## Provided entries
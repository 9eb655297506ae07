use crate::error::CoreError;
use serde::{Deserialize, Serialize};
use url::Url;

#[derive(Debug, Deserialize, Serialize, Clone)]
pub struct Settings {
    pub solana_rpc_url: String,
    #[serde(default = "default_tensor_api_url")]
    pub tensor_api_url: String,
    pub tensor_api_key: String,
    #[serde(default = "default_image_service_url")]
    pub image_service_url: String,
    /// Public base URL this service is reachable at; used to build the
    /// actions.json rule mapping.
    #[serde(default = "default_public_base_url")]
    pub public_base_url: String,
    #[serde(default = "default_api_host")]
    pub api_host: String,
    #[serde(default = "default_api_port")]
    pub api_port: u16,
}

impl Settings {
    pub fn from_file(path: &str) -> Result<Self, CoreError> {
        let builder = config::Config::builder().add_source(config::File::with_name(path));
        let cfg = builder.build()?;
        Ok(cfg.try_deserialize()?)
    }

    /// Validate settings ranges and constraints
    pub fn validate(&self) -> Result<(), CoreError> {
        if self.solana_rpc_url.is_empty() {
            return Err(CoreError::Validation(
                "solana_rpc_url must be set".to_string(),
            ));
        }
        if self.tensor_api_key.is_empty() {
            return Err(CoreError::Validation(
                "tensor_api_key must be set".to_string(),
            ));
        }
        if self.api_port == 0 {
            return Err(CoreError::Validation("api_port must be > 0".to_string()));
        }
        for (name, value) in [
            ("solana_rpc_url", &self.solana_rpc_url),
            ("tensor_api_url", &self.tensor_api_url),
            ("image_service_url", &self.image_service_url),
            ("public_base_url", &self.public_base_url),
        ] {
            Url::parse(value)
                .map_err(|e| CoreError::Validation(format!("{} is not a valid URL: {}", name, e)))?;
        }
        Ok(())
    }
}

fn default_tensor_api_url() -> String {
    "https://api.mainnet.tensordev.io".to_string()
}
fn default_image_service_url() -> String {
    "https://image-generator-seven-gray.vercel.app/api/generate-photo.ts".to_string()
}
fn default_public_base_url() -> String {
    "https://tensorexplore.qseckn.workers.dev".to_string()
}
fn default_api_host() -> String {
    "0.0.0.0".to_string()
}
fn default_api_port() -> u16 {
    8080
}

#[cfg(test)]
mod tests {
    use super::*;

    const EXAMPLE_CONFIG: &str = concat!(env!("CARGO_MANIFEST_DIR"), "/../config.example.toml");

    #[test]
    fn load_example_config() {
        // Validates that `Settings::from_file` can load the example config
        // and that defaulted fields come back with their expected values.
        let s = Settings::from_file(EXAMPLE_CONFIG).unwrap();
        assert_eq!(s.api_host, "0.0.0.0");
        assert_eq!(s.api_port, 8080);
        assert_eq!(s.tensor_api_url, "https://api.mainnet.tensordev.io");
        s.validate().unwrap();
    }

    #[test]
    fn rejects_empty_api_key() {
        let mut s = Settings::from_file(EXAMPLE_CONFIG).unwrap();
        s.tensor_api_key = String::new();
        assert!(s.validate().is_err());
    }

    #[test]
    fn rejects_malformed_urls() {
        let mut s = Settings::from_file(EXAMPLE_CONFIG).unwrap();
        s.public_base_url = "not a url".to_string();
        assert!(s.validate().is_err());
    }
}
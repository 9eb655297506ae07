// Collection directory - process-wide cache of the top collections by 24h
// volume, populated once on first use.

use crate::error::CoreError;
use crate::marketplace::MarketplaceClient;
use crate::models::Collection;
use log::info;
use std::sync::Arc;
use tokio::sync::OnceCell;

/// Number of collections held by the directory. Also the modulus for
/// next/previous paging, so link targets always land inside the cache.
pub const DIRECTORY_SIZE: usize = 20;

pub fn next_index(index: usize) -> usize {
    (index + 1) % DIRECTORY_SIZE
}

pub fn previous_index(index: usize) -> usize {
    (index + DIRECTORY_SIZE - 1) % DIRECTORY_SIZE
}

/// Lazily populated, never refreshed for the process lifetime. Concurrent
/// first callers share a single in-flight marketplace fetch; a failed fetch
/// leaves the cache empty so a later request retries.
pub struct CollectionDirectory {
    market: Arc<dyn MarketplaceClient>,
    cache: OnceCell<Vec<Collection>>,
}

impl CollectionDirectory {
    pub fn new(market: Arc<dyn MarketplaceClient>) -> Self {
        Self {
            market,
            cache: OnceCell::new(),
        }
    }

    async fn collections(&self) -> Result<&Vec<Collection>, CoreError> {
        self.cache
            .get_or_try_init(|| async {
                info!(
                    "populating collection directory (top {} by 24h volume)",
                    DIRECTORY_SIZE
                );
                self.market.collections_by_24h_volume(DIRECTORY_SIZE).await
            })
            .await
    }

    /// Collection at `index`, or `None` when the index is outside the
    /// populated range.
    pub async fn get(&self, index: usize) -> Result<Option<Collection>, CoreError> {
        Ok(self.collections().await?.get(index).cloned())
    }

    /// Slug resolution goes through the marketplace's own search, not the
    /// cache.
    pub async fn find_by_slug(&self, slug: &str) -> Result<Option<Collection>, CoreError> {
        self.market.find_collection_by_slug(slug).await
    }
}
// Solana Actions wire shapes and the explore action response builder.

use crate::directory::{next_index, previous_index};
use crate::error::CoreError;
use crate::fees::total_price;
use crate::format::{format_token_amount, lamports_to_sol};
use crate::icon::icon_url;
use crate::marketplace::MarketplaceClient;
use crate::models::Collection;
use serde::{Deserialize, Serialize};
use std::sync::Arc;

pub const ACTION_DESCRIPTION: &str = "Explore NFTs on Tensor";
pub const EXPLORE_BASE_PATH: &str = "/api/tensor/explore";
pub const NO_LISTINGS_MESSAGE: &str = "Collection has no listed NFTs";

/// GET-shaped action descriptor rendered by wallets.
#[derive(Debug, Clone, Serialize, Deserialize)]
pub struct ActionGetResponse {
    #[serde(rename = "type")]
    pub kind: String,
    pub icon: String,
    pub title: String,
    pub description: String,
    pub label: String,
    #[serde(skip_serializing_if = "Option::is_none")]
    pub disabled: Option<bool>,
    #[serde(skip_serializing_if = "Option::is_none")]
    pub links: Option<ActionLinks>,
    #[serde(skip_serializing_if = "Option::is_none")]
    pub error: Option<ActionError>,
}

#[derive(Debug, Clone, Serialize, Deserialize)]
pub struct ActionLinks {
    pub actions: Vec<LinkedAction>,
}

#[derive(Debug, Clone, Serialize, Deserialize)]
pub struct LinkedAction {
    pub href: String,
    pub label: String,
    pub parameters: Vec<ActionParameter>,
}

impl LinkedAction {
    fn plain(href: String, label: &str) -> Self {
        Self {
            href,
            label: label.to_string(),
            parameters: Vec::new(),
        }
    }
}

#[derive(Debug, Clone, Serialize, Deserialize)]
pub struct ActionParameter {
    #[serde(rename = "type")]
    pub kind: String,
    pub name: String,
    pub label: String,
    #[serde(skip_serializing_if = "Option::is_none")]
    pub min: Option<f64>,
    #[serde(skip_serializing_if = "Option::is_none")]
    pub max: Option<f64>,
}

#[derive(Debug, Clone, Serialize, Deserialize)]
pub struct ActionError {
    pub message: String,
}

impl ActionError {
    pub fn new(message: impl Into<String>) -> Self {
        Self {
            message: message.into(),
        }
    }
}

/// POST body common to every action endpoint.
#[derive(Debug, Clone, Serialize, Deserialize)]
pub struct ActionPostRequest {
    pub account: String,
}

#[derive(Debug, Clone, Serialize, Deserialize)]
pub struct ActionPostResponse {
    pub transaction: String,
    #[serde(skip_serializing_if = "Option::is_none")]
    pub message: Option<String>,
    #[serde(skip_serializing_if = "Option::is_none")]
    pub links: Option<PostActionLinks>,
}

#[derive(Debug, Clone, Serialize, Deserialize)]
pub struct PostActionLinks {
    pub next: NextAction,
}

/// Inline follow-up action chained onto a POST response.
#[derive(Debug, Clone, Serialize, Deserialize)]
pub struct NextAction {
    #[serde(rename = "type")]
    pub kind: String,
    pub action: ActionGetResponse,
}

impl NextAction {
    pub fn inline(action: ActionGetResponse) -> Self {
        Self {
            kind: "inline".to_string(),
            action,
        }
    }
}

/// Builds explore descriptors for a resolved collection.
pub struct ActionBuilder {
    market: Arc<dyn MarketplaceClient>,
    image_service_url: String,
}

impl ActionBuilder {
    pub fn new(market: Arc<dyn MarketplaceClient>, image_service_url: String) -> Self {
        Self {
            market,
            image_service_url,
        }
    }

    /// Floor cost including fees, in lamports. Prefers the marketplace's
    /// precomputed stat, falling back to the cheapest current listing run
    /// through the fee schedule.
    pub async fn buy_now_price_net_fees(&self, collection: &Collection) -> Result<f64, CoreError> {
        if let Some(lamports) = collection.stats.buy_now_lamports() {
            return Ok(lamports as f64);
        }
        let mints = self
            .market
            .listings_by_collection(&collection.coll_id)
            .await?;
        let floor = mints
            .first()
            .ok_or_else(|| CoreError::NotFound(format!("no listings for {}", collection.coll_id)))?;
        Ok(total_price(
            floor.listing.price_lamports()?,
            collection.sell_royalty_fee_bps,
            &floor.listing.source,
        ))
    }

    /// Descriptor for a directory-resolved collection: disabled when nothing
    /// is listed, otherwise priced with bid/previous/buy-floor/next links.
    pub async fn collection_action(
        &self,
        collection: &Collection,
        index: usize,
    ) -> Result<ActionGetResponse, CoreError> {
        let icon = icon_url(&self.image_service_url, collection)?;

        if collection.stats.num_listed < 1 {
            return Ok(ActionGetResponse {
                kind: "action".to_string(),
                icon,
                title: collection.name.clone(),
                description: ACTION_DESCRIPTION.to_string(),
                label: "Not Available".to_string(),
                disabled: Some(true),
                links: None,
                error: Some(ActionError::new(NO_LISTINGS_MESSAGE)),
            });
        }

        let buy_now = self.buy_now_price_net_fees(collection).await?;
        let ui_price = format_token_amount(lamports_to_sol(buy_now));
        // Bid bounds come from the displayed price; the raw value stands in
        // when the display form carries a K/M suffix.
        let price_value = ui_price
            .parse::<f64>()
            .unwrap_or_else(|_| lamports_to_sol(buy_now));

        Ok(ActionGetResponse {
            kind: "action".to_string(),
            icon,
            title: collection.name.clone(),
            description: ACTION_DESCRIPTION.to_string(),
            label: format!("{} SOL", ui_price),
            disabled: None,
            links: Some(ActionLinks {
                actions: vec![
                    LinkedAction {
                        href: format!(
                            "{}/{}/{{amount}}",
                            EXPLORE_BASE_PATH, collection.slug_display
                        ),
                        label: "Bid Collection".to_string(),
                        parameters: vec![ActionParameter {
                            kind: "number".to_string(),
                            name: "amount".to_string(),
                            label: "Enter a bid amount (SOL)".to_string(),
                            min: Some(price_value / 10.0),
                            max: Some(price_value),
                        }],
                    },
                    LinkedAction::plain(
                        format!("{}/{}", EXPLORE_BASE_PATH, previous_index(index)),
                        "Previous",
                    ),
                    LinkedAction::plain(
                        format!("{}/{}", EXPLORE_BASE_PATH, collection.slug_display),
                        "Buy Floor",
                    ),
                    LinkedAction::plain(
                        format!("{}/{}", EXPLORE_BASE_PATH, next_index(index)),
                        "Next",
                    ),
                ],
            }),
            error: None,
        })
    }
}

## Work to be completed
From the first line of the data above to the line containing "to build the", repeat everything exactly and add nothing.

## Response below
repository 9eb655297506ae07
use crate::error::CoreError;
use serde::{Deserialize, Serialize};
use url::Url;

#[derive(Debug, Deserialize, Serialize, Clone)]
pub struct Settings {
    pub solana_rpc_url: String,
    #[serde(default = "default_tensor_api_url")]
    pub tensor_api_url: String,
    pub tensor_api_key: String,
    #[serde(default = "default_image_service_url")]
    pub image_service_url: String,
    /// Public base URL this service is reachable at; used to build the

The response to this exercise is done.